→ Task item:
The required answer is a copy of each line in the entries below that includes "Result".
◆ ◆ ◆ ◆ ◆ ◆ ◆
// Copyright 2025 Stoolap Contributors
//
// Licensed under the Apache License, Version 2.0 (the "License");
// you may not use this file except in compliance with the License.
// You may obtain a copy of the License at
//
//     http://www.apache.org/licenses/LICENSE-2.0
//
// Unless required by applicable law or agreed to in writing, software
// distributed under the License is distributed on an "AS IS" BASIS,
// WITHOUT WARRANTIES OR CONDITIONS OF ANY KIND, either express or implied.
// See the License for the specific language governing permissions and
// limitations under the License.

//! Scan qualifiers
//!
//! A qualifier list is an implicit conjunction of simple predicates that a
//! scan applies to every base-table row before emitting it. Columns are
//! addressed by their attribute position in the scanned table.

use std::fmt;

use crate::core::{DataType, EqualitySemantics, Error, Operator, Result, Row, Schema, Value};

/// Reference to a column of the scanned table
#[derive(Debug, Clone, Copy, PartialEq, Eq, Hash)]
pub struct ColumnRef {
    /// 0-based attribute position in the table
    pub attribute: usize,
    /// Declared type of the column
    pub data_type: DataType,
}

impl ColumnRef {
    pub fn new(attribute: usize, data_type: DataType) -> Self {
        Self {
            attribute,
            data_type,
        }
    }

    /// Resolve a column of `schema` by name
    pub fn named(schema: &Schema, name: &str) -> Result<Self> {
        let attribute = schema.column_index(name).ok_or_else(|| {
            Error::invalid_argument(format!(
                "column '{}' not found in table '{}'",
                name, schema.table_name
            ))
        })?;
        Ok(Self::new(attribute, schema.columns[attribute].data_type))
    }
}

/// A `column = constant` predicate with recognized equality semantics
#[derive(Debug, Clone, Copy, PartialEq)]
pub struct EqualityPredicate<'a> {
    pub column: ColumnRef,
    pub semantics: EqualitySemantics,
    pub constant: &'a Value,
}

/// A single scan predicate
#[derive(Debug, Clone, PartialEq)]
pub enum Qualifier {
    /// `column <op> constant`
    Compare {
        column: ColumnRef,
        operator: Operator,
        constant: Value,
    },
    /// `left <op> right`, both columns of the same table
    CompareColumns {
        left: ColumnRef,
        operator: Operator,
        right: ColumnRef,
    },
    /// `column IS NULL`
    IsNull(ColumnRef),
    /// `column IS NOT NULL`
    IsNotNull(ColumnRef),
}

impl Qualifier {
    /// `column <op> constant`
    pub fn compare(column: ColumnRef, operator: Operator, constant: impl Into<Value>) -> Self {
        Qualifier::Compare {
            column,
            operator,
            constant: constant.into(),
        }
    }

    /// `column = constant`
    pub fn eq(column: ColumnRef, constant: impl Into<Value>) -> Self {
        Self::compare(column, Operator::Eq, constant)
    }

    /// `left <op> right`
    pub fn compare_columns(left: ColumnRef, operator: Operator, right: ColumnRef) -> Self {
        Qualifier::CompareColumns {
            left,
            operator,
            right,
        }
    }

    /// Evaluate against a base-table row
    ///
    /// Comparisons involving NULL, or between values with no ordering,
    /// are false.
    pub fn evaluate(&self, row: &Row) -> bool {
        match self {
            Qualifier::Compare {
                column,
                operator,
                constant,
            } => match row.get(column.attribute) {
                Some(value) if !value.is_null() && !constant.is_null() => value
                    .compare(constant)
                    .map(|ord| operator.matches(ord))
                    .unwrap_or(false),
                _ => false,
            },
            Qualifier::CompareColumns {
                left,
                operator,
                right,
            } => match (row.get(left.attribute), row.get(right.attribute)) {
                (Some(l), Some(r)) if !l.is_null() && !r.is_null() => l
                    .compare(r)
                    .map(|ord| operator.matches(ord))
                    .unwrap_or(false),
                _ => false,
            },
            Qualifier::IsNull(column) => row.get(column.attribute).map_or(true, Value::is_null),
            Qualifier::IsNotNull(column) => {
                row.get(column.attribute).is_some_and(|v| !v.is_null())
            }
        }
    }

    /// View this qualifier as `column = constant` if the comparison is a
    /// recognized value equality
    pub fn as_equality(&self) -> Option<EqualityPredicate<'_>> {
        match self {
            Qualifier::Compare {
                column,
                operator,
                constant,
            } if !constant.is_null() => {
                EqualitySemantics::resolve(*operator, column.data_type, constant.data_type()).map(
                    |semantics| EqualityPredicate {
                        column: *column,
                        semantics,
                        constant,
                    },
                )
            }
            _ => None,
        }
    }

    /// Highest attribute position referenced
    pub fn max_attribute(&self) -> usize {
        match self {
            Qualifier::Compare { column, .. }
            | Qualifier::IsNull(column)
            | Qualifier::IsNotNull(column) => column.attribute,
            Qualifier::CompareColumns { left, right, .. } => left.attribute.max(right.attribute),
        }
    }
}

impl fmt::Display for Qualifier {
    fn fmt(&self, f: &mut fmt::Formatter<'_>) -> fmt::Result {
        match self {
            Qualifier::Compare {
                column,
                operator,
                constant,
            } => write!(f, "${} {} {}", column.attribute, operator, constant),
            Qualifier::CompareColumns {
                left,
                operator,
                right,
            } => write!(f, "${} {} ${}", left.attribute, operator, right.attribute),
            Qualifier::IsNull(column) => write!(f, "${} IS NULL", column.attribute),
            Qualifier::IsNotNull(column) => write!(f, "${} IS NOT NULL", column.attribute),
        }
    }
}

/// Evaluate a conjunction of qualifiers
pub fn evaluate_all(qualifiers: &[Qualifier], row: &Row) -> bool {
    qualifiers.iter().all(|q| q.evaluate(row))
}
◆ ◆ ◆ ◆ ◆ ◆ ◆
→ Task response:
use crate::core::{DataType, EqualitySemantics, Error, Operator, Result, Row, Schema, Value};
    pub fn named(schema: &Schema, name: &str) -> Result<Self> {
    fn fmt(&self, f: &mut fmt::Formatter<'_>) -> fmt::Result {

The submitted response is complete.